Try telling a British financial institution - one that's happy enough to take money from overseas but clearly make no concessions to an environment that's different to the UK - that you only have a PO Box number. That even though they put up street signs on your sand road a few years ago, nobody uses them. Particularly since a lorry knocked down the sign on the corner a couple of years back and nobody's replaced it.

We need two utility bills, they trill, addressed to your home address. Except they aren't, here. They're all addressed to our PO Box. All our statements and other financial institution correspondence comes to our PO Box. Nobody uses our physical address, nobody. If you HAVE to find us, for instance to deliver Lebanese food, you get talked in from the Sheraton Sharjah.

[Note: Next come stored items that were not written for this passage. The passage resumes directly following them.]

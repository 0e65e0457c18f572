//! Borrowed text buffers and code-point iteration in both directions.
//!
//! A [`Text`] never owns its code units. Indices are always expressed in the
//! buffer's native code-unit granularity: bytes for UTF-8, 16-bit units for
//! UTF-16 and 32-bit units for UTF-32 and scalar buffers.
//!
//! ```
//! use unicorn_core::Text;
//!
//! let text = Text::utf8("añb".as_bytes());
//! let first = text.next(0).unwrap().unwrap();
//! assert_eq!((first.scalar, first.index), ('a' as u32, 1));
//! let second = text.next(first.index).unwrap().unwrap();
//! assert_eq!((second.scalar, second.index), ('ñ' as u32, 3));
//! let back = text.prev(second.index).unwrap().unwrap();
//! assert_eq!(back.index, 1);
//! ```
use std::fmt;
use std::str::FromStr;

use serde::{Deserialize, Serialize};

use crate::error::{Error, Result};

/// Unicode encoding form of a buffer.
#[derive(Debug, Clone, Copy, PartialEq, Eq, Hash, Serialize, Deserialize)]
#[serde(rename_all = "lowercase")]
pub enum EncodingForm {
    Utf8,
    Utf16,
    Utf32,
    /// Native-order 32-bit Unicode scalar values.
    Scalar,
}

impl EncodingForm {
    pub const ALL: [EncodingForm; 4] = [
        EncodingForm::Utf8,
        EncodingForm::Utf16,
        EncodingForm::Utf32,
        EncodingForm::Scalar,
    ];
}

impl fmt::Display for EncodingForm {
    fn fmt(&self, f: &mut fmt::Formatter<'_>) -> fmt::Result {
        let name = match self {
            EncodingForm::Utf8 => "UTF-8",
            EncodingForm::Utf16 => "UTF-16",
            EncodingForm::Utf32 => "UTF-32",
            EncodingForm::Scalar => "scalar",
        };
        f.write_str(name)
    }
}

impl FromStr for EncodingForm {
    type Err = Error;

    fn from_str(s: &str) -> Result<Self> {
        match s.trim().to_ascii_lowercase().as_str() {
            "utf8" | "utf-8" => Ok(EncodingForm::Utf8),
            "utf16" | "utf-16" => Ok(EncodingForm::Utf16),
            "utf32" | "utf-32" => Ok(EncodingForm::Utf32),
            "scalar" => Ok(EncodingForm::Scalar),
            other => Err(Error::invalid_argument(format!(
                "unknown encoding form '{other}'"
            ))),
        }
    }
}

/// Byte order of multi-byte code units.
#[derive(Debug, Clone, Copy, PartialEq, Eq, Hash, Serialize, Deserialize)]
#[serde(rename_all = "lowercase")]
pub enum ByteOrder {
    Little,
    Big,
}

impl ByteOrder {
    /// Byte order of the target platform.
    pub const fn native() -> Self {
        if cfg!(target_endian = "big") {
            ByteOrder::Big
        } else {
            ByteOrder::Little
        }
    }
}

impl Default for ByteOrder {
    fn default() -> Self {
        ByteOrder::native()
    }
}

/// The borrowed code units behind a [`Text`].
#[derive(Debug, Clone, Copy, PartialEq, Eq)]
pub enum CodeUnits<'a> {
    Utf8(&'a [u8]),
    Utf16(&'a [u16]),
    Utf32(&'a [u32]),
    Scalar(&'a [u32]),
}

impl CodeUnits<'_> {
    pub fn len(&self) -> usize {
        match self {
            CodeUnits::Utf8(units) => units.len(),
            CodeUnits::Utf16(units) => units.len(),
            CodeUnits::Utf32(units) | CodeUnits::Scalar(units) => units.len(),
        }
    }

    pub fn is_empty(&self) -> bool {
        self.len() == 0
    }

    pub fn form(&self) -> EncodingForm {
        match self {
            CodeUnits::Utf8(_) => EncodingForm::Utf8,
            CodeUnits::Utf16(_) => EncodingForm::Utf16,
            CodeUnits::Utf32(_) => EncodingForm::Utf32,
            CodeUnits::Scalar(_) => EncodingForm::Scalar,
        }
    }
}

/// How far a buffer extends.
#[derive(Debug, Clone, Copy, PartialEq, Eq)]
pub enum Length {
    /// The first `n` code units are text.
    Explicit(usize),
    /// Text ends at the first zero code unit (or the end of the slice).
    Terminated,
}

/// One decoded code point and the index on its far side.
///
/// Moving forward `index` is just past the code point; moving backward it is
/// the first code unit of the code point.
#[derive(Debug, Clone, Copy, PartialEq, Eq)]
pub struct Decoded {
    pub scalar: u32,
    pub index: usize,
}

/// Encoded text plus the attributes needed to iterate it.
#[derive(Debug, Clone, Copy, PartialEq, Eq)]
pub struct Text<'a> {
    units: CodeUnits<'a>,
    length: Length,
    order: ByteOrder,
    trusted: bool,
}

impl<'a> From<&'a str> for Text<'a> {
    /// Borrow a string slice. It is already valid UTF-8, so it is trusted.
    fn from(s: &'a str) -> Self {
        Text::utf8(s.as_bytes()).trusted()
    }
}

impl<'a> Text<'a> {
    pub fn new(units: CodeUnits<'a>) -> Self {
        Self {
            length: Length::Explicit(units.len()),
            units,
            order: ByteOrder::native(),
            trusted: false,
        }
    }

    pub fn utf8(bytes: &'a [u8]) -> Self {
        Self::new(CodeUnits::Utf8(bytes))
    }

    pub fn utf16(units: &'a [u16]) -> Self {
        Self::new(CodeUnits::Utf16(units))
    }

    pub fn utf32(units: &'a [u32]) -> Self {
        Self::new(CodeUnits::Utf32(units))
    }

    pub fn scalars(values: &'a [u32]) -> Self {
        Self::new(CodeUnits::Scalar(values))
    }

    /// Limit the text to the first `len` code units.
    pub fn with_length(mut self, len: usize) -> Result<Self> {
        if len > self.units.len() {
            return Err(Error::invalid_argument(format!(
                "length {len} exceeds the buffer ({} code units)",
                self.units.len()
            )));
        }
        self.length = Length::Explicit(len);
        Ok(self)
    }

    /// Treat the first zero code unit as the end of the text.
    pub fn terminated(mut self) -> Self {
        self.length = Length::Terminated;
        self
    }

    /// Byte order of UTF-16 and UTF-32 code units. Ignored for UTF-8 and
    /// scalar buffers.
    pub fn with_byte_order(mut self, order: ByteOrder) -> Self {
        self.order = order;
        self
    }

    /// Skip well-formedness checks for input that was already validated.
    ///
    /// Iteration stays within the buffer; ill-formed input simply decodes to
    /// unspecified scalars.
    pub fn trusted(mut self) -> Self {
        self.trusted = true;
        self
    }

    pub fn units(&self) -> CodeUnits<'a> {
        self.units
    }

    pub fn form(&self) -> EncodingForm {
        self.units.form()
    }

    pub fn length(&self) -> Length {
        self.length
    }

    pub fn byte_order(&self) -> ByteOrder {
        self.order
    }

    pub fn is_trusted(&self) -> bool {
        self.trusted
    }

    /// Index of the end of the text.
    pub fn end(&self) -> usize {
        match self.length {
            Length::Explicit(n) => n,
            Length::Terminated => (0..self.units.len())
                .find(|&i| self.unit(i) == Some(0))
                .unwrap_or(self.units.len()),
        }
    }

    /// True when `index` lies beyond the end of the text.
    ///
    /// Constant time: for terminated text only the code unit just before
    /// `index` is examined, so this never walks to the terminator.
    pub fn is_past_end(&self, index: usize) -> bool {
        index > self.limit()
            || (self.length == Length::Terminated && index > 0 && self.unit(index - 1) == Some(0))
    }

    /// True when no code point starts at `index`.
    pub fn is_at_end(&self, index: usize) -> bool {
        self.terminates(index)
    }

    /// Decode the code point starting at `index`.
    ///
    /// Returns `Ok(None)` at the end of the text.
    pub fn next(&self, index: usize) -> Result<Option<Decoded>> {
        self.check_index(index)?;
        if self.terminates(index) {
            return Ok(None);
        }
        let decoded = match self.units.form() {
            EncodingForm::Utf8 => self.utf8_next(index)?,
            EncodingForm::Utf16 => self.utf16_next(index)?,
            EncodingForm::Utf32 | EncodingForm::Scalar => Decoded {
                scalar: self.scalar_at(index)?,
                index: index + 1,
            },
        };
        Ok(Some(decoded))
    }

    /// Decode the code point that ends at `index`.
    ///
    /// Returns `Ok(None)` at the start of the text.
    pub fn prev(&self, index: usize) -> Result<Option<Decoded>> {
        self.check_index(index)?;
        if index == 0 {
            return Ok(None);
        }
        let decoded = match self.units.form() {
            EncodingForm::Utf8 => self.utf8_prev(index)?,
            EncodingForm::Utf16 => self.utf16_prev(index)?,
            EncodingForm::Utf32 | EncodingForm::Scalar => Decoded {
                scalar: self.scalar_at(index - 1)?,
                index: index - 1,
            },
        };
        Ok(Some(decoded))
    }

    /// Check that the whole text is well-formed.
    pub fn validate(&self) -> Result<()> {
        let mut index = 0;
        while let Some(decoded) = self.next(index)? {
            index = decoded.index;
        }
        Ok(())
    }

    fn limit(&self) -> usize {
        match self.length {
            Length::Explicit(n) => n,
            Length::Terminated => self.units.len(),
        }
    }

    fn check_index(&self, index: usize) -> Result<()> {
        if index > self.limit() {
            return Err(Error::invalid_argument(format!(
                "index {index} is outside the text ({} code units)",
                self.limit()
            )));
        }
        Ok(())
    }

    /// Code unit at `i` in native order, or `None` past the limit.
    fn unit(&self, i: usize) -> Option<u32> {
        if i >= self.limit() {
            return None;
        }
        let value = match self.units {
            CodeUnits::Utf8(units) => u32::from(units[i]),
            CodeUnits::Utf16(units) => u32::from(match self.order {
                ByteOrder::Little => u16::from_le(units[i]),
                ByteOrder::Big => u16::from_be(units[i]),
            }),
            CodeUnits::Utf32(units) => match self.order {
                ByteOrder::Little => u32::from_le(units[i]),
                ByteOrder::Big => u32::from_be(units[i]),
            },
            CodeUnits::Scalar(units) => units[i],
        };
        Some(value)
    }

    fn terminates(&self, i: usize) -> bool {
        match self.unit(i) {
            None => true,
            Some(0) => self.length == Length::Terminated,
            Some(_) => false,
        }
    }

    /// Code unit at `i` that must continue a sequence started earlier.
    fn continuation(&self, i: usize) -> Result<u32> {
        if self.terminates(i) {
            return Err(self.malformed(i));
        }
        self.unit(i).ok_or_else(|| self.malformed(i))
    }

    fn malformed(&self, index: usize) -> Error {
        Error::MalformedEncoding {
            form: self.units.form(),
            index,
        }
    }

    fn scalar_at(&self, i: usize) -> Result<u32> {
        let value = self.unit(i).ok_or_else(|| self.malformed(i))?;
        if !self.trusted && !is_scalar_value(value) {
            return Err(self.malformed(i));
        }
        Ok(value)
    }

    fn utf8_next(&self, index: usize) -> Result<Decoded> {
        let lead = self.unit(index).ok_or_else(|| self.malformed(index))? as u8;
        let (width, second) = if self.trusted {
            utf8_width_lenient(lead)
        } else {
            utf8_sequence(lead).ok_or_else(|| self.malformed(index))?
        };

        let mut scalar = u32::from(lead & UTF8_LEAD_MASK[width]);
        for k in 1..width {
            let byte = self.continuation(index + k)? as u8;
            if !self.trusted {
                let valid = if k == 1 {
                    second.contains(&byte)
                } else {
                    (0x80..=0xBF).contains(&byte)
                };
                if !valid {
                    return Err(self.malformed(index));
                }
            }
            scalar = (scalar << 6) | u32::from(byte & 0x3F);
        }

        Ok(Decoded {
            scalar,
            index: index + width,
        })
    }

    fn utf8_prev(&self, index: usize) -> Result<Decoded> {
        // Walk back over at most three continuation bytes to the lead byte.
        let mut start = index - 1;
        let mut trailing = 0;
        while self.unit(start).is_some_and(is_utf8_continuation) {
            trailing += 1;
            if start == 0 || trailing > 3 {
                return Err(self.malformed(start));
            }
            start -= 1;
        }

        let decoded = self.utf8_next(start)?;
        if decoded.index != index {
            return Err(self.malformed(start));
        }
        Ok(Decoded {
            scalar: decoded.scalar,
            index: start,
        })
    }

    fn utf16_next(&self, index: usize) -> Result<Decoded> {
        let word = self.unit(index).ok_or_else(|| self.malformed(index))?;
        if !is_surrogate(word) {
            return Ok(Decoded {
                scalar: word,
                index: index + 1,
            });
        }
        if !is_high_surrogate(word) && !self.trusted {
            return Err(self.malformed(index));
        }
        let low = self.continuation(index + 1)?;
        if !is_low_surrogate(low) && !self.trusted {
            return Err(self.malformed(index));
        }
        Ok(Decoded {
            scalar: combine_surrogates(word, low),
            index: index + 2,
        })
    }

    fn utf16_prev(&self, index: usize) -> Result<Decoded> {
        let word = self.unit(index - 1).ok_or_else(|| self.malformed(index - 1))?;
        if !is_surrogate(word) {
            return Ok(Decoded {
                scalar: word,
                index: index - 1,
            });
        }
        if !is_low_surrogate(word) && !self.trusted {
            return Err(self.malformed(index - 1));
        }
        if index < 2 {
            return Err(self.malformed(index - 1));
        }
        let high = self.unit(index - 2).ok_or_else(|| self.malformed(index - 2))?;
        if !is_high_surrogate(high) && !self.trusted {
            return Err(self.malformed(index - 2));
        }
        Ok(Decoded {
            scalar: combine_surrogates(high, word),
            index: index - 2,
        })
    }
}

Since my first visit to the wonders of the Gulf in 1986, I have found my way to innumerable meetings 'Past the second water tank after the Herfy on Sitteen Street, turn left and we're below the ALICO sign' although I must pause to point out that all directions given to locations in Abu Dhabi are followed by 'it's really easy', words which strike a chill of fear into my heart because they invariably mean 'You're going to die trying to find us.'

The British Embassy doesn't certify documents anymore. The Irish Office in Dubai will, for Dhs60, certify a copy of a passport but really wants an Irish connection and isn't too happy about doing my Brit passport. Getting two hours away from work to trot off getting documents legally translated and certified is, oddly enough, not very easy. I'm actually busy. And that certification of identity doesn't help with the old physical address thing, either.

It's been plaguing me. Everything I try isn't quite good enough. The electricity bill gives my area as a different area to the other document. Try as I might, I can't get 'em to understand that Muntaza and Rifa'a are the same thing. They might even be Fisht or Heera, depending on your mood and desire for geographical granularity. Any physical address given simply doesn't matter anyway. There is no standard, there is no infrastructure that relies on or requires physical addressing. And when a utility goes askew, we have to go to their office and bring the chap back to our house because they'd never find it otherwise. Oh, unless they want to cut off the supply when they suddenly and miraculously know precisely where we are. Quick aside - the other week SEWA cut us off for non-payment when we'd paid. 'Why didn't you knock first?' we asked, getting the immortal response, 'Because people hit us.'

We have an Etisalat location ID, but as far as I can tell even Etisalat doesn't use that. The wee plaque affixed to our villa displaying it is actually most used by local gas companies and AC repair men to wedge their stickers and business cards. Even the tenancy contract (legally translated and certified, natch) is no good as it only refers to me because it's in my name rather than joint names because we're in the UAE and that's just how it is here, right?

Nope.

In impotent fury, I point out our money was good enough to take in the first place. They opened the account. Why now, with each new shift in pottiness, am I faced with fresh swathes of idiocy dressed up as 'compliance'?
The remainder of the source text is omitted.